The Jurupa Unified College District didn’t admit any wrongdoing, however agreed to pay Tapia $285,000, in addition to $75,000 for her attorneys’ charges, in keeping with the settlement settlement signed Tuesday. Tapia additionally agreed to not search future employment with the district, and either side agreed to not disparage one another or file future lawsuits.

Julianne Fleischer, one in all Tapia’s attorneys, known as the settlement an “unbelievable victory.”

“Her spiritual beliefs weren’t accommodated once they may have been,” mentioned Fleischer, authorized counsel for Advocates for Faith & Freedom, a Murrieta-based nonprofit spiritual liberties group. “We expect it sends a robust message that there’s a worth to pay if you ask a instructor to lie and withhold data.”

Jacquie Paul, a Jurupa Unified spokesperson, mentioned the settlement was a “compromise of a disputed declare.”

“The choice to settle this case was made … in one of the best curiosity of the scholars, such that the district can proceed to dedicate all of its assets and efforts to teach and assist its scholar inhabitants no matter their protected class,” Paul mentioned in a press release.

The case is only one of a number of lawsuits difficult how the rights of transgender college students, their mother and father and academics needs to be balanced — disputes which have fashioned the spine of California’s education culture wars.

Below California’s anti-discrimination legal guidelines, federal and state legal guidelines, a transgender or gender-nonconforming scholar’s identification shouldn’t be shared, together with with their mother and father, with out the scholar’s permission, in keeping with the California Department of Education.

However in Tapia’s case, her attorneys argued there was by no means an occasion when she didn’t abide by faculty and state insurance policies, as a result of it by no means got here up in her tenure.

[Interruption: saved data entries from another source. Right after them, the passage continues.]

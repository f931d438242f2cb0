//! Anonymous memory mappings used as heap page backing.
//!
//! This crate is the operating-system edge of the heap: it reserves and
//! commits anonymous read/write memory, hands out page-granular regions and
//! lets callers give physical memory back to the OS (`discard`) while keeping
//! the virtual range reserved, which is how pooled heap pages are uncommitted.

use std::io;
use std::ops::Range;

#[cfg(unix)]
mod unix;
#[cfg(unix)]
use unix as os;

#[cfg(windows)]
mod windows;
#[cfg(windows)]
use windows as os;

pub use os::page_size;

/// Returns the system allocation granularity.
///
/// On Windows, this is typically 64KB. On Unix, this is the system page size.
/// Mapping lengths should be multiples of this value.
pub fn allocation_granularity() -> usize {
    #[cfg(windows)]
    {
        os::allocation_granularity()
    }
    #[cfg(unix)]
    {
        os::page_size()
    }
}

/// Rounds `len` up to a multiple of [`allocation_granularity`].
#[must_use]
pub fn round_to_granularity(len: usize) -> usize {
    let granularity = allocation_granularity();
    len.div_ceil(granularity) * granularity
}

/// A handle to an anonymous memory mapping.
///
/// The region is unmapped when this handle is dropped.
pub struct Mmap {
    inner: os::MmapInner,
}

impl Mmap {
    /// Returns a pointer to the start of the mapping.
    pub fn ptr(&self) -> *mut u8 {
        self.inner.ptr()
    }

    /// Returns the length of the mapping in bytes.
    pub fn len(&self) -> usize {
        self.inner.len()
    }

    /// Returns `true` if the mapping is empty.
    pub fn is_empty(&self) -> bool {
        self.inner.len() == 0
    }

    /// Returns the mapped address range.
    pub fn as_range(&self) -> Range<usize> {
        let start = self.ptr() as usize;
        start..start + self.len()
    }

    /// Returns `true` if `addr` lies inside the mapping.
    pub fn contains(&self, addr: usize) -> bool {
        self.as_range().contains(&addr)
    }

    /// Releases the physical memory behind `offset..offset + len` while
    /// keeping the virtual range mapped.
    ///
    /// The contents of the range are unspecified afterwards. On Linux the
    /// pages read back as zero; on Windows the old contents may survive
    /// until the OS reclaims them.
    ///
    /// # Errors
    ///
    /// Returns `InvalidInput` if the range is not page aligned or exceeds the
    /// mapping, or the OS error reported by the underlying call.
    pub fn discard(&self, offset: usize, len: usize) -> io::Result<()> {
        let page = page_size();
        if offset % page != 0 || len % page != 0 {
            return Err(io::Error::new(
                io::ErrorKind::InvalidInput,
                "discard range must be page aligned",
            ));
        }
        if offset.checked_add(len).is_none_or(|end| end > self.len()) {
            return Err(io::Error::new(
                io::ErrorKind::InvalidInput,
                "discard range exceeds mapping",
            ));
        }
        if len == 0 {
            return Ok(());
        }
        // SAFETY: the range was checked to lie inside this mapping.
        unsafe { self.inner.discard(offset, len) }
    }
}

impl std::fmt::Debug for Mmap {
    fn fmt(&self, f: &mut std::fmt::Formatter<'_>) -> std::fmt::Result {
        f.debug_struct("Mmap")
            .field("ptr", &self.ptr())
            .field("len", &self.len())
            .finish()
    }
}

// SAFETY: the mapping is plain memory owned by this handle; access to its
// contents is synchronised by whoever holds the pointer.
unsafe impl Send for Mmap {}
// SAFETY: see `Send`.
unsafe impl Sync for Mmap {}

/// Configuration for creating a memory mapping.
#[derive(Debug, Clone)]
pub struct MmapOptions {
    len: usize,
}

impl MmapOptions {
    /// Creates options with length 0. A length must be set before mapping.
    pub const fn new() -> Self {
        Self { len: 0 }
    }

    /// Sets the length of the mapping in bytes.
    pub const fn len(mut self, len: usize) -> Self {
        self.len = len;
        self
    }

    /// Creates an anonymous read/write mapping placed by the OS.
    ///
    /// # Errors
    ///
    /// Returns `InvalidInput` for a zero length, or the OS error when the
    /// mapping cannot be created.
    pub fn map_anon(&self) -> io::Result<Mmap> {
        if self.len == 0 {
            return Err(io::Error::new(
                io::ErrorKind::InvalidInput,
                "length must be greater than 0",
            ));
        }
        // SAFETY: the OS chooses the address, so no existing memory is replaced.
        let inner = unsafe { os::MmapInner::map_anon(self.len)? };
        Ok(Mmap { inner })
    }
}

impl Default for MmapOptions {
    fn default() -> Self {
        Self::new()
    }
}
//! Helpers shared by the integration tests.

#![allow(dead_code)]

use rudo_heap::{AllocationType, Heap, HeapConfig, LocalHeap, ObjectRef, SimpleObjectModel};

/// A heap that never starts marking on its own and runs no background
/// marking tasks, so tests drive every transition.
pub fn deterministic_heap(config: HeapConfig) -> Heap {
    Heap::with_config(
        config
            .with_concurrent_marking_tasks(0)
            .with_marking_start_limit(usize::MAX),
    )
    .unwrap()
}

/// Allocates and initializes an object with `pointers` reference fields and
/// `data` bytes of payload.
pub fn object(heap: &Heap, pointers: usize, data: usize) -> ObjectRef {
    object_in(heap.main(), pointers, data, AllocationType::Young)
}

/// Like [`object`] on any local heap and space.
pub fn object_in(local: &LocalHeap, pointers: usize, data: usize, allocation: AllocationType) -> ObjectRef {
    let size = SimpleObjectModel::size_for(pointers, data);
    let object = local.allocate(size, allocation).unwrap();
    unsafe { SimpleObjectModel::initialize(object, size, pointers) };
    object
}

/// Stores `value` into field `index` of `host` through the barriers.
pub fn link(heap: &Heap, host: ObjectRef, index: usize, value: Option<ObjectRef>) {
    heap.store(host, SimpleObjectModel::field(host, index), value);
}

/// Steps marking until it reports no remaining work.
pub fn step_to_completion(heap: &Heap) -> usize {
    let mut steps = 0;
    loop {
        steps += 1;
        if heap.marking_step().worklist_empty {
            return steps;
        }
        assert!(steps < 100_000, "marking did not converge");
    }
}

As a substitute, her termination stemmed from a number of of her social media posts, which college students discovered offensive and reported for his or her content material about transgender individuals and faith. When faculty officers requested her to curb her social media exercise and comply with comply with sure district insurance policies concerning transgender college students’ privateness and rights, she refused, citing her Christian beliefs.

Tapia requested a spiritual lodging, saying the district’s insurance policies went towards her beliefs “concerning human sexuality and mendacity,” in keeping with her lawsuit.

Fleischer mentioned her group has respect for the transgender group, however this case affirms that “spiritual rights will not be second class.”

Paul mentioned the district will “proceed to comply with all native, state and federal legal guidelines, together with legal guidelines towards harassment and discrimination to guard its college students and workers.”

Tapia was employed by the district in 2014, first in its place and later full time, and taught each center faculty and highschool bodily training. She was fired in January 2023, in keeping with the lawsuit.

Tapia publicly supported a invoice final 12 months that might have required academics to reveal to oldsters if their baby was gender-nonconforming or transgender. That invoice has since died in committee.

She is now serving to lead Advocates for Religion & Freedom’s new marketing campaign known as “Teachers Don’t Lie,” to assist different educators who really feel their religion is being compromised by faculty insurance policies.